Still, the jousts with the minnows only ever last in the memory if it ends in disaster. And, right now, all Martin O'Neill cares about is the bottom line. In that respect, this was an excellent day for management.
If Ireland can beat Georgia on Monday and match the sum total of Scotland's results against Germany and Poland then a play-off place is assured. The table is far more attractive-looking now than it was June.
The final scoreline in Gibraltar's temporary home also had a healthier veneer following a sharper second-half display featuring a Robbie Keane brace and a late goal for his replacement Shane Long.
But the body language at the final whistle was in line with the suspicion that the players know they will have to do better against the tormentors of the Tartan Army.
"I was concerned about this game," admitted O'Neill afterwards. "Gibraltar have been improving but we brought it on in the second half. The attitude was good."
The Irish players were aware of Scotland's woe, with O'Neill able to catch a few minutes of the action.

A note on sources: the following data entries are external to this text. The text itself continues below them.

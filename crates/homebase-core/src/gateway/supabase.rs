//! Supabase (`PostgREST`) implementation of the remote gateway.
//!
//! Each collection lives in its own table with one row per user:
//! `user_id` (primary key), `data` (jsonb) and `updated_at`.

use std::fmt;
use std::time::Duration;

use async_trait::async_trait;
use reqwest::{Client, RequestBuilder, Response, StatusCode};
use serde::Deserialize;
use serde_json::Value;

use super::{GatewayError, GatewayResult, RemoteGateway};
use crate::config::RemoteConfig;
use crate::models::Collection;
use crate::util::compact_text;

const HTTP_TIMEOUT_SECS: u64 = 15;
/// `PostgREST`: column not found in the schema cache.
const PGRST_UNKNOWN_COLUMN: &str = "PGRST204";
/// Postgres `undefined_column`.
const PG_UNDEFINED_COLUMN: &str = "42703";

#[derive(Clone)]
pub struct SupabaseGateway {
    rest_url: String,
    anon_key: String,
    access_token: Option<String>,
    client: Client,
}

impl fmt::Debug for SupabaseGateway {
    fn fmt(&self, formatter: &mut fmt::Formatter<'_>) -> fmt::Result {
        formatter
            .debug_struct("SupabaseGateway")
            .field("rest_url", &self.rest_url)
            .field("anon_key", &self.anon_key)
            .field(
                "access_token",
                &self.access_token.as_ref().map(|_| "[REDACTED]"),
            )
            .finish()
    }
}

impl SupabaseGateway {
    pub fn new(config: &RemoteConfig) -> GatewayResult<Self> {
        if config.anon_key.trim().is_empty() {
            return Err(GatewayError::InvalidConfiguration(
                "anon key must not be empty".to_string(),
            ));
        }

        Ok(Self {
            rest_url: config.rest_url(),
            anon_key: config.anon_key.clone(),
            access_token: None,
            client: Client::builder()
                .timeout(Duration::from_secs(HTTP_TIMEOUT_SECS))
                .build()?,
        })
    }

    /// Attach the signed-in user's access token (row-level security).
    #[must_use]
    pub fn with_access_token(mut self, access_token: impl Into<String>) -> Self {
        self.set_access_token(access_token);
        self
    }

    pub fn set_access_token(&mut self, access_token: impl Into<String>) {
        let token = access_token.into().trim().to_string();
        self.access_token = (!token.is_empty()).then_some(token);
    }

    fn table_url(&self, collection: Collection) -> String {
        format!("{}/{}", self.rest_url, collection.remote_table())
    }

    fn authorized(&self, request: RequestBuilder) -> RequestBuilder {
        let bearer = self.access_token.as_deref().unwrap_or(&self.anon_key);
        request
            .header("apikey", &self.anon_key)
            .bearer_auth(bearer)
            .header(reqwest::header::ACCEPT, "application/json")
    }
}

#[derive(Debug, Deserialize)]
struct RemoteRow {
    #[serde(default)]
    data: Value,
}

#[async_trait]
impl RemoteGateway for SupabaseGateway {
    async fn pull(&self, user_id: &str, collection: Collection) -> GatewayResult<Option<Value>> {
        let filter = format!("eq.{user_id}");
        let request = self.authorized(
            self.client
                .get(self.table_url(collection))
                .query(&[("select", "data"), ("user_id", filter.as_str())]),
        );
        let response = ensure_success(request.send().await?).await?;
        let rows = response.json::<Vec<RemoteRow>>().await?;

        Ok(rows
            .into_iter()
            .next()
            .map(|row| row.data)
            .filter(|data| !data.is_null()))
    }

    async fn push(
        &self,
        user_id: &str,
        collection: Collection,
        payload: &Value,
    ) -> GatewayResult<()> {
        let body = serde_json::json!([{
            "user_id": user_id,
            "data": payload,
            "updated_at": chrono::Utc::now().to_rfc3339(),
        }]);
        let request = self.authorized(
            self.client
                .post(self.table_url(collection))
                .query(&[("on_conflict", "user_id")])
                .header("Prefer", "resolution=merge-duplicates,return=minimal")
                .json(&body),
        );
        ensure_success(request.send().await?).await?;
        tracing::debug!("Pushed {collection} for user {user_id}");
        Ok(())
    }
}

async fn ensure_success(response: Response) -> GatewayResult<Response> {
    if response.status().is_success() {
        return Ok(response);
    }
    let status = response.status();
    let body = response.text().await.unwrap_or_default();
    Err(classify_api_error(status, &body))
}

#[derive(Debug, Deserialize)]
struct PostgrestErrorBody {
    code: Option<String>,
    message: Option<String>,
    error: Option<String>,
}

fn classify_api_error(status: StatusCode, body: &str) -> GatewayError {
    let parsed = serde_json::from_str::<PostgrestErrorBody>(body).ok();
    let code = parsed.as_ref().and_then(|payload| payload.code.clone());
    let message = parsed
        .and_then(|payload| payload.message.or(payload.error))
        .map(|message| compact_text(&message))
        .filter(|message| !message.is_empty())
        .unwrap_or_else(|| {
            let trimmed = compact_text(body);
            if trimmed.is_empty() {
                format!("HTTP {}", status.as_u16())
            } else {
                trimmed
            }
        });

    if matches!(
        code.as_deref(),
        Some(PGRST_UNKNOWN_COLUMN | PG_UNDEFINED_COLUMN)
    ) {
        return GatewayError::UnknownField(message);
    }

    if status.is_server_error()
        || status == StatusCode::REQUEST_TIMEOUT
        || status == StatusCode::TOO_MANY_REQUESTS
    {
        return GatewayError::Unavailable(format!("{message} ({})", status.as_u16()));
    }

    GatewayError::Api {
        status: status.as_u16(),
        message,
    }
}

"I said before that any team going to Tbilisi was going to find it difficult," he said. "I'm sure it gave the players a lift; I don't think there would ever be a lack of focus but it certainly rekindles the enthusiasm to try and win."
Of course, the fact that Georgia will arrive in Dublin on a high will function as a warning against any complacency. Coming into this double-header, the assumption was that Ireland would get six points and pray for a favour from elsewhere. Now that favour has been delivered in the first leg, there's an added pressure around Monday's Aviva Stadium date.
"There's a renewed spirit about Georgia," O'Neill warned.
It will be difficult for the Derryman to confidently take any lessons from this run-out into Georgia because of Gibraltar's limitations. Still, his team selection fell into a growing pattern of how he wants his team to play.
Early in his reign, it appeared that two wingers on the pitch would be key to his strategy. Now, the width comes from his full-backs after he again went with three central midfielders in the form of Glenn Whelan, James McCarthy and Jeff Hendrick with the first-named sitting deep and allowing the others to roam.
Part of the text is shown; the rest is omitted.